Ne faisant pas partie des personnes indispensables au fonctionnement du pays, le confinement me permet de renouer avec le bonheur des choses simples, comme prendre mon temps, apprécier l'instant qui passe, lire de bons livres, regarder de bons films et réfléchir sur la vie. C'est cette existence-là dont j'aimerais qu'elle soit la règle et non l'exception.
En fana de cinéma asiatique, j'ai cherché des œuvres qui entrent en résonnance avec ce retour sur soi et la vie quelque peu érémitique qui nous est imposée. Sans surprise, j'ai trouvé cela au Japon, car si la vie moderne a fait perdre en partie aux Japonais leur philosophie d'inspiration animiste et zen, ils ont encore de beaux restes et sont toujours les maître du genre.

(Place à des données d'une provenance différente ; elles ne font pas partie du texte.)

//! The Shut the Box rules engine.
//!
//! Everything in this crate is synchronous and side-effect free apart
//! from drawing dice. A [`Session`] value is the whole game: its
//! configuration, lifecycle status, round phase and every [`Player`].
//! Callers mutate it only through [`Session::apply`] (or the individual
//! transition methods it dispatches to), each of which either applies one
//! complete transition or returns a [`GameError`] without touching state.
//!
//! # Key types
//!
//! - [`validator`]: subset-sum feasibility and move validation
//! - [`Session`] / [`Player`]: the state records
//! - [`Action`]: one player request, routed by [`Session::apply`]
//! - [`RulesConfig`]: pass policy, tie-break, score limit
//! - [`DiceSource`]: injectable randomness

mod action;
mod config;
mod dice;
mod error;
mod lifecycle;
mod round;
mod scoring;
mod state;
pub mod validator;

pub use action::{Action, Outcome};
pub use config::{
    ALLOWED_TILE_COUNTS, MAX_NAME_LEN, MAX_PLAYERS_LIMIT, MIN_NAME_LEN, PassPolicy, RulesConfig,
    TieBreak,
};
pub use dice::{DiceSource, SeededDice, ThreadDice};
pub use error::{ErrorKind, GameError};
pub use lifecycle::NewSession;
pub use state::{Player, RoundPhase, Session, SessionStatus};
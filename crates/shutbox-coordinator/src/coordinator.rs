//! Session coordinator: creates sessions, routes actions to their
//! actors, and answers read-only queries from published snapshots.

use std::collections::HashMap;
use std::sync::Arc;
use std::sync::atomic::{AtomicU64, Ordering};

use serde::{Deserialize, Serialize};
use shutbox_game::validator::find_move;
use shutbox_game::{
    Action, DiceSource, GameError, NewSession, RoundPhase, SeededDice, Session, SessionStatus,
    ThreadDice,
};
use shutbox_protocol::{PlayerId, SessionId, UserId};
use tokio::sync::RwLock;

use crate::actor::{Committed, spawn_session};
use crate::{CoordinatorConfig, CoordinatorError, SessionHandle, SessionStore};

/// A lightweight listing entry (not the full game state).
#[derive(Debug, Clone, PartialEq, Eq, Serialize, Deserialize)]
pub struct SessionSummary {
    pub session_id: SessionId,
    pub name: String,
    pub status: SessionStatus,
    pub created_by: UserId,
    pub player_count: usize,
    pub max_players: u8,
    pub max_tiles: u8,
}

impl SessionSummary {
    fn of(session: &Session) -> Self {
        Self {
            session_id: session.id,
            name: session.name.clone(),
            status: session.status,
            created_by: session.created_by,
            player_count: session.players.len(),
            max_players: session.max_players,
            max_tiles: session.max_tiles,
        }
    }
}

/// Result of a leave request.
#[derive(Debug, Clone, PartialEq, Eq)]
pub enum LeaveOutcome {
    /// The player was removed; here is the session without them.
    Left(Session),
    /// The creator left, so the session and all its players are gone.
    Disbanded,
}

/// Runs every session as its own actor and exposes the game's operations
/// as atomic calls keyed by session id.
///
/// Only unfinished sessions keep a running actor. The commit that ends a
/// game also retires its actor; the finished session stays readable
/// through [`view`](Self::view), served from the store, and any further
/// action is rejected as the actor would have rejected it.
///
/// The coordinator is `Sync`: share it behind an `Arc` between request
/// handlers. The registry lock is only held long enough to look up or
/// insert a handle, never while an actor is working.
pub struct SessionCoordinator<S: SessionStore> {
    sessions: RwLock<HashMap<SessionId, SessionHandle>>,
    store: Arc<S>,
    config: CoordinatorConfig,
    next_session_id: AtomicU64,
    next_player_id: AtomicU64,
}
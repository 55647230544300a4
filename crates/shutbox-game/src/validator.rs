//! Move validation: subset-sum feasibility over a player's open tiles.
//!
//! These are pure functions with no access to session state, so they can
//! be tested and reused directly (hints, bots, strict pass checks).
//!
//! The search is plain depth-first backtracking: each tile is either
//! taken or skipped, and a branch is cut as soon as a tile exceeds the
//! remaining target. With at most twelve tiles the worst case is 4096
//! leaves.

use std::collections::BTreeSet;

use crate::GameError;

/// Sum of a set of tiles, as used for round scores.
pub fn tile_sum(tiles: &BTreeSet<u8>) -> u32 {
    tiles.iter().map(|&t| u32::from(t)).sum()
}

/// Returns `true` if some subset of `tiles` sums exactly to `target`.
///
/// A target of 0 is always feasible: the empty subset sums to it, even
/// when `tiles` itself is empty.
pub fn feasible(tiles: &BTreeSet<u8>, target: u32) -> bool {
    find_move(tiles, target).is_some()
}

/// Finds a subset of `tiles` summing to `target`, preferring high tiles.
///
/// The returned values are in descending order. `None` means no subset
/// exists.
pub fn find_move(tiles: &BTreeSet<u8>, target: u32) -> Option<Vec<u8>> {
    let values: Vec<u8> = tiles.iter().rev().copied().collect();
    let mut chosen = Vec::with_capacity(values.len());
    search(&values, target, &mut chosen).then_some(chosen)
}

fn search(values: &[u8], remaining: u32, chosen: &mut Vec<u8>) -> bool {
    if remaining == 0 {
        return true;
    }
    let Some((&first, rest)) = values.split_first() else {
        return false;
    };

    let value = u32::from(first);
    if value <= remaining {
        chosen.push(first);
        if search(rest, remaining - value, chosen) {
            return true;
        }
        chosen.pop();
    }
    search(rest, remaining, chosen)
}

/// Checks a claimed move: every proposed value is currently held, no
/// value is claimed twice, and the values sum exactly to `target`.
///
/// This is a direct membership and sum check. It never searches.
pub fn validate(tiles: &BTreeSet<u8>, proposed: &[u8], target: u32) -> bool {
    let mut seen = BTreeSet::new();
    for value in proposed {
        if !tiles.contains(value) || !seen.insert(*value) {
            return false;
        }
    }
    proposed.iter().map(|&t| u32::from(t)).sum::<u32>() == target
}

/// Rejects selections that could never be a move in a session with
/// `max_tiles` tiles, independent of what the player currently holds.
pub(crate) fn check_selection(proposed: &[u8], max_tiles: u8) -> Result<(), GameError> {
    if proposed.is_empty() {
        return Err(GameError::MalformedSelection("no tiles selected".into()));
    }
    let mut seen = BTreeSet::new();
    for &value in proposed {
        if value == 0 || value > max_tiles {
            return Err(GameError::MalformedSelection(format!(
                "tile {value} is outside 1-{max_tiles}"
            )));
        }
        if !seen.insert(value) {
            return Err(GameError::MalformedSelection(format!(
                "tile {value} selected more than once"
            )));
        }
    }
    Ok(())
}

Mori, The Artist’s Habitat (Mori no Hiru no Basho), 2018, de Shuichi Okita, est un film qui raconte, ou plutôt montre, car il n’y a pas véritablement d’intrigue, la vie retirée d’un vieil artiste, Mori, qui habite une maison traditionnelle devant laquelle s'étend un jardin, fouillis, végétal, anarchique et labyrinthique que tous les matins il se prépare à aller explorer comme l'on partirait pour une expédition dans la jungle. Du jardin traditionnel, l'endroit possède le parcours sinueux, le petit bassin à poissons rouge et les multiples points de vue où l'artiste s'arrête longuement pour observer insectes, animaux, minéraux et tout ce que la nature offre à sa perception. C'est ainsi qu'il passe ses jours, perdu dans la contemplation des fourmis, d'une pierre, à la manière des artistes d'Orient dont l'observation, l'imprégnation du sujet est une part essentielle du travail. La nuit, il s'enferme dans le secret de son atelier pour accomplir des besognes mystérieuses, comme peindre ou réparer de vieux objets. Retiré du monde, avec pour seul horizon son jardin, c'est le mode de vie qu'il a choisi il y a plus de trente ans. Une vie retirée, mais pas solitaire pour autant car son épouse et sa nièce veillent sur lui et gèrent le quotidien. Elles s'occupent des visiteurs et lui transmettent leur requêtes, car l'artiste est célèbre et donc sollicité.
La tension est apportée dans l’histoire pas la construction d’un immeuble qui une fois édifié privera le jardin de soleil. Des militants combattent sa construction et l'entourage de l'artiste s'inquiète pour le vieil homme car c'est là tout son univers. Pourtant, il s'adapte sans sourciller. En vieux sage, il a sans nul doute intégré le principe de l'impermanence des choses.
A la fin du film, l’immeuble est construit. De sa terrasse, on a une vue plongeante sur la propriété où la vie continue, inchangée. Ce jardin qui nous paraissait immense, semble alors minuscule, enclavé au milieu du chaos des pavillons de banlieue, ultime refuge d’une nature que l'on respecte encore.
Peut-être pouvons nous en tirer la morale de l’histoire ; la moindre parcelle de végétation préservée, si petite soit-elle, est un monde en soi, et d’une richesse infinie, dans lequel chaque individu, si minuscule soit-il, a son rôle à tenir. Ce film est un hymne à la nature, à la vie simple, à la contemplation et à ceux qui savent regarder le monde.